//! Forwarding command handlers.

use std::fmt::Write;

use aliasfwd_core::{AliasStatus, ForwardTarget, ForwardingChange, Outcome, RecordId};

use crate::cli::{ForwardArgs, ForwardCommand, GlobalOpts};
use crate::error::CliError;
use crate::output;

use super::{App, util};

fn change_detail(c: &ForwardingChange) -> String {
    let mut out = String::new();
    let _ = writeln!(out, "{}", c.message);
    let _ = writeln!(out, "  Alias:       {}", c.alias);
    let _ = writeln!(out, "  DNS record:  {}", c.record_id);
    let _ = write!(out, "  TXT content: {}", c.content);
    out
}

fn status_detail(s: &AliasStatus) -> String {
    let mut out = String::new();
    let _ = writeln!(out, "User:        {}", s.user_id);
    let _ = writeln!(out, "Address:     {}", s.address);
    let _ = writeln!(
        out,
        "Forward to:  {}",
        s.forward_to.as_ref().map_or("(local delivery)", ForwardTarget::as_str)
    );
    let _ = write!(
        out,
        "DNS record:  {}",
        s.dns_record_id
            .as_ref()
            .map_or("(not cached)", RecordId::as_str)
    );
    out
}

fn emit_change(outcome: &Outcome<ForwardingChange>, global: &GlobalOpts) {
    util::emit_outcome(outcome, global, change_detail, |c| c.record_id.to_string());
}

pub async fn handle(app: &App, args: ForwardArgs, global: &GlobalOpts) -> Result<(), CliError> {
    match args.command {
        ForwardCommand::Set { user, target } => {
            let user = util::parse_user(&user)?;
            let target = util::parse_target(Some(&target))?;
            let outcome = app.set_forwarding(&user, target).await?;
            emit_change(&outcome, global);
            Ok(())
        }

        ForwardCommand::Clear { user } => {
            let user = util::parse_user(&user)?;
            let outcome = app.set_forwarding(&user, None).await?;
            emit_change(&outcome, global);
            Ok(())
        }

        ForwardCommand::Show { user } => {
            let user = util::parse_user(&user)?;
            let status = app.status(&user).await?;
            let out = output::render_single(&global.output, &status, status_detail, |s| {
                s.forward_to
                    .as_ref()
                    .map(ToString::to_string)
                    .unwrap_or_default()
            });
            output::print_output(&out, global.quiet);
            Ok(())
        }
    }
}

========

Work to be completed
Reproduce, exactly and with nothing added, the lines from the one that includes "let outcome = app.set_forwarding(&user, target).await?;" through the last line of the material.

Result for this exercise
            let outcome = app.set_forwarding(&user, target).await?;
            emit_change(&outcome, global);
            Ok(())
        }

        ForwardCommand::Clear { user } => {
            let user = util::parse_user(&user)?;
            let outcome = app.set_forwarding(&user, None).await?;
            emit_change(&outcome, global);
            Ok(())
        }

        ForwardCommand::Show { user } => {
            let user = util::parse_user(&user)?;
            let status = app.status(&user).await?;
            let out = output::render_single(&global.output, &status, status_detail, |s| {
                s.forward_to
                    .as_ref()
                    .map(ToString::to_string)
                    .unwrap_or_default()
            });
            output::print_output(&out, global.quiet);
            Ok(())
        }
    }
}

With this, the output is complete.